Hcaer balances del año, superstición y calendario. Quemen el calendario y no hagan balances. Quemen los relojes porque suenan a filo de guadaña, y no preguntes por quién doblan los minutos.
Mi balance del año:
1- Fumar es el motor de la escritura, beber también puede ser el motor de la escritura, pero suele acelerarla demasiado y normalmente se acaba estrellando contra un muro, convirtiéndose así en un amasijo de letras sin sentido.
2- La mala literatura (lo dijo alguien, de forma parecida) está empedrada de buenas intenciones.
3- Al margen de consideraciones literarias... la vida del 99% de la gente que nos cuenta su vida con un tedioso derroche de detalles no es interesante, sólo les interesa a ellos.
4- No es posible vivir sin utilizar la maravillosa expresión de Jarry: Merdre, Mierdra. Es una expresión de autoayuda mucho más eficaz que esos libros que se resumen en: sé tú mismo. Como si la identidad fuera una piedra filosofal y redentora. No lo es, mierdra, no lo es.
5- Por fin leí a Paul Auster. Muy bueno. El palacio de la luna y El país de las últimas cosas, dos de los que más me gustaron.
6- No recuerdo qué he hecho durante este año. La memoria es el perro más tonto, le tiras un palo y te trae cualquier cosa (Ray Loriga).

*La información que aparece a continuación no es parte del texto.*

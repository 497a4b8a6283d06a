//! The constraint tree: branch history accumulated across concrete runs.
//!
//! Nodes live in an arena indexed by [`NodeId`]; parent links are indices, so
//! lookups by id are O(1) and the tree has no reference cycles. The root
//! (id 0) carries no predicate. Every other node holds the predicate of one
//! branch, and a path from the root spells out the branch decisions of a run.
//!
//! # Invariants
//!
//! - A node has at most one child per outcome
//! - Nodes are never removed; giving up on a branch leaves an archived node
//!   whose `inputs` are `None`

use std::fmt;
use std::ops::Index;

use crate::binding::Inputs;
use crate::predicate::Predicate;
use crate::types::NodeId;

/// Why a branch was given up after the last rung of the timeout ladder.
#[derive(Debug, Copy, Clone, PartialEq, Eq, Hash)]
pub enum GiveUpReason {
    /// The solver proved the branch infeasible.
    Unsatisfiable,
    /// The solver never answered within the ladder.
    Undecided,
}

impl fmt::Display for GiveUpReason {
    fn fmt(&self, f: &mut fmt::Formatter<'_>) -> fmt::Result {
        match self {
            GiveUpReason::Unsatisfiable => write!(f, "unsat"),
            GiveUpReason::Undecided => write!(f, "unknown"),
        }
    }
}

#[derive(Debug, Clone)]
pub struct ConstraintNode {
    pub(crate) id: NodeId,
    pub(crate) predicate: Option<Predicate>,
    pub(crate) parent: Option<NodeId>,
    /// Children indexed by outcome: `[false, true]`.
    pub(crate) children: [Option<NodeId>; 2],
    pub(crate) depth: usize,
    pub(crate) processed: bool,
    pub(crate) inputs: Option<Inputs>,
    pub(crate) branch_label: Option<String>,
    pub(crate) archived: Option<GiveUpReason>,
}

impl ConstraintNode {
    pub fn id(&self) -> NodeId {
        self.id
    }

    /// Branch predicate; `None` only for the root.
    pub fn predicate(&self) -> Option<&Predicate> {
        self.predicate.as_ref()
    }

    pub fn parent(&self) -> Option<NodeId> {
        self.parent
    }

    pub fn child(&self, outcome: bool) -> Option<NodeId> {
        self.children[outcome as usize]
    }

    pub fn children(&self) -> impl Iterator<Item = NodeId> + '_ {
        self.children.iter().flatten().copied()
    }

    /// Number of predicates on the path from the root.
    pub fn depth(&self) -> usize {
        self.depth
    }

    pub fn is_processed(&self) -> bool {
        self.processed
    }

    /// Inputs of the run that reached this node.
    pub fn inputs(&self) -> Option<&Inputs> {
        self.inputs.as_ref()
    }

    pub fn branch_label(&self) -> Option<&str> {
        self.branch_label.as_deref()
    }

    pub fn archived(&self) -> Option<GiveUpReason> {
        self.archived
    }

    pub fn is_archived(&self) -> bool {
        self.archived.is_some()
    }
}

#[derive(Debug, Clone)]
pub struct ConstraintTree {
    nodes: Vec<ConstraintNode>,
}

impl Default for ConstraintTree {
    fn default() -> Self {
        Self::new()
    }
}

impl ConstraintTree {
    pub fn new() -> Self {
        let root = ConstraintNode {
            id: NodeId::ROOT,
            predicate: None,
            parent: None,
            children: [None, None],
            depth: 0,
            processed: true,
            inputs: None,
            branch_label: None,
            archived: None,
        };
        ConstraintTree { nodes: vec![root] }
    }

    pub fn root(&self) -> &ConstraintNode {
        &self.nodes[0]
    }

    pub fn get(&self, id: NodeId) -> Option<&ConstraintNode> {
        self.nodes.get(id.index())
    }

    pub(crate) fn get_mut(&mut self, id: NodeId) -> Option<&mut ConstraintNode> {
        self.nodes.get_mut(id.index())
    }

    pub fn len(&self) -> usize {
        self.nodes.len()
    }

    pub fn is_empty(&self) -> bool {
        false
    }

    pub fn iter(&self) -> impl Iterator<Item = &ConstraintNode> {
        self.nodes.iter()
    }

    pub fn child(&self, id: NodeId, outcome: bool) -> Option<NodeId> {
        self.get(id)?.child(outcome)
    }

    /// The node for the opposite outcome of the same branch.
    pub fn sibling(&self, id: NodeId) -> Option<NodeId> {
        let node = self.get(id)?;
        let outcome = node.predicate.as_ref()?.outcome();
        self.child(node.parent?, !outcome)
    }

    /// Appends a child for `predicate.outcome()` under `parent`.
    ///
    /// Panics if the slot is taken or `parent` does not exist.
    pub(crate) fn insert_child(&mut self, parent: NodeId, predicate: Predicate, label: Option<String>) -> NodeId {
        let outcome = predicate.outcome();
        let depth = self[parent].depth + 1;
        assert!(self[parent].child(outcome).is_none(), "{} already has a {} child", parent, outcome);

        let id = NodeId::new(self.nodes.len() as u32);
        self.nodes.push(ConstraintNode {
            id,
            predicate: Some(predicate),
            parent: Some(parent),
            children: [None, None],
            depth,
            processed: false,
            inputs: None,
            branch_label: label,
            archived: None,
        });
        self.nodes[parent.index()].children[outcome as usize] = Some(id);
        id
    }

    /// Nodes from the first branch below the root down to `id`, inclusive.
    pub fn path_to(&self, id: NodeId) -> Vec<NodeId> {
        let mut path = Vec::new();
        let mut current = Some(id);
        while let Some(n) = current {
            if n.is_root() {
                break;
            }
            path.push(n);
            current = self.get(n).and_then(|node| node.parent);
        }
        path.reverse();
        path
    }

    /// Predicates along [`path_to`][Self::path_to].
    pub fn predicates_to(&self, id: NodeId) -> Vec<Predicate> {
        self.path_to(id)
            .into_iter()
            .filter_map(|n| self.get(n).and_then(|node| node.predicate.clone()))
            .collect()
    }

    /// Solver query for flipping the branch at `id`.
    ///
    /// Returns the predicates from the root to the parent of `id`, and the
    /// predicate of `id` with its outcome negated.
    pub fn query_for(&self, id: NodeId) -> Option<(Vec<Predicate>, Predicate)> {
        let node = self.get(id)?;
        let goal = node.predicate.as_ref()?.negated();
        let asserts = match node.parent {
            Some(parent) => self.predicates_to(parent),
            None => Vec::new(),
        };
        Some((asserts, goal))
    }

    /// Records that the opposite branch of `id` could not be reached.
    ///
    /// Creates the sibling node if needed, with no inputs. A sibling that was
    /// already reached by some run is left untouched.
    pub(crate) fn archive_sibling(&mut self, id: NodeId, reason: GiveUpReason) -> Option<NodeId> {
        let node = self.get(id)?;
        let parent = node.parent?;
        let negated = node.predicate.as_ref()?.negated();
        let label = node.branch_label.clone();

        let sibling = match self.child(parent, negated.outcome()) {
            Some(s) => {
                if self[s].inputs.is_some() {
                    return Some(s);
                }
                s
            }
            None => self.insert_child(parent, negated, label),
        };
        let s = &mut self.nodes[sibling.index()];
        s.processed = true;
        s.inputs = None;
        s.archived = Some(reason);
        Some(sibling)
    }

    pub fn stats(&self) -> TreeStats {
        let mut stats = TreeStats {
            nodes: self.nodes.len(),
            ..TreeStats::default()
        };
        for node in &self.nodes {
            stats.max_depth = stats.max_depth.max(node.depth);
            if node.archived.is_some() {
                stats.archived += 1;
            } else if node.inputs.is_some() {
                stats.reached += 1;
            }
        }
        stats
    }
}

impl Index<NodeId> for ConstraintTree {
    type Output = ConstraintNode;

    fn index(&self, id: NodeId) -> &ConstraintNode {
        &self.nodes[id.index()]
    }
}

#[derive(Debug, Clone, Default, PartialEq, Eq)]
pub struct TreeStats {
    /// All nodes, root included.
    pub nodes: usize,
    /// Nodes reached by a concrete run.
    pub reached: usize,
    pub archived: usize,
    pub max_depth: usize,
}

7- Algún mes del año mi única obsesión fueron los estados alterados de conciencia. No pensaba en otra cosa. Conciencia-alteración-mundo. Puertas de la percepción, abrir agujeros químicos en el muro, Blake, contemplar lo maravilloso asaltando al mundo de los hechos.

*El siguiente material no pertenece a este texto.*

#[test]
fn no_constraint_is_solved_twice_at_once_and_no_worker_leaks() {
    let solver = Scripted::new(|q, c| {
        for _ in 0..5 {
            if c.is_cancelled() {
                return SolveResult::Unknown("cancelled".to_string());
            }
            thread::sleep(ms(1));
        }
        SearchSolver::new().solve(q, c)
    });
    let target = FnTarget::new("f", ["a", "b", "c"], |args, ctx| {
        let mut n = 0i64;
        for name in ["a", "b", "c"] {
            if ctx.branch(&args[name].gt(0)) {
                n += 1;
            }
        }
        Ok(Value::from(n))
    });
    let invocation = target.invocation().build().unwrap();
    let engine = ExplorationEngine::new(
        invocation,
        target,
        solver.clone(),
        config(&[1000]).with_workers(4),
    )
    .unwrap();
    let result = engine.explore();

    // Every combination of the three branches is reached.
    let mut values: Vec<String> = outcomes(&result);
    values.sort();
    values.dedup();
    assert_eq!(values, vec!["0", "1", "2", "3"]);
    assert_eq!(result.tree.stats().archived, 0);

    assert_eq!(solver.max_active.load(Ordering::SeqCst), 1);
    assert_eq!(solver.live.load(Ordering::SeqCst), 0);
}

#[test]
fn unknown_everywhere_terminates() {
    let solver = Scripted::new(|_, _| SolveResult::Unknown("gave up".to_string()));
    let target = FnTarget::new("f", ["x", "y"], |args, ctx| {
        let mut hits = 0i64;
        if ctx.branch(&args["x"].gt(5)) {
            hits += 1;
        }
        if ctx.branch(&args["y"].gt(5)) {
            hits += 1;
        }
        Ok(Value::from(hits))
    });
    let invocation = target.invocation().build().unwrap();
    let engine = ExplorationEngine::new(invocation, target, solver.clone(), config(&[5, 10]).with_workers(2)).unwrap();
    let result = engine.explore();

    assert_eq!(result.generated_inputs.len(), 1);
    assert_eq!(result.stats.archived, 2);
    assert_eq!(solver.attempts().len(), 4);
    for node in result.tree.iter().filter(|n| n.is_archived()) {
        assert_eq!(node.archived(), Some(GiveUpReason::Undecided));
        assert_eq!(node.inputs(), None);
    }
    assert_eq!(solver.live.load(Ordering::SeqCst), 0);
}

// ─── Worker lifecycle ──────────────────────────────────────────────────────────

/// `f(x, y)` branching on `x > 10`, then on `y > 10`.
fn two_thresholds() -> FnTarget<impl Fn(&Arguments, &mut RunContext<'_>) -> Result<Value, Fault>> {
    FnTarget::new("f", ["x", "y"], |args, ctx| {
        let a = ctx.branch(&args["x"].gt(10));
        let b = ctx.branch(&args["y"].gt(10));
        Ok(Value::from(a as i64 + b as i64))
    })
}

8- Cierto día del año 2005, concretamente hoy, más concretamente ahora, pensé (o mejor dicho, pienso) que la sed de trascendencia no se aliviaría (ya no sé que tiempo verbal usar: no se alivia, no se aliviará) con vino.
Oh perforar con vino la suave necesidad de ser, decía un verso de la poeta (pizarnik, no hay otra).
9- Este balance ha sido un completa, por suerte inodora, Mierdra.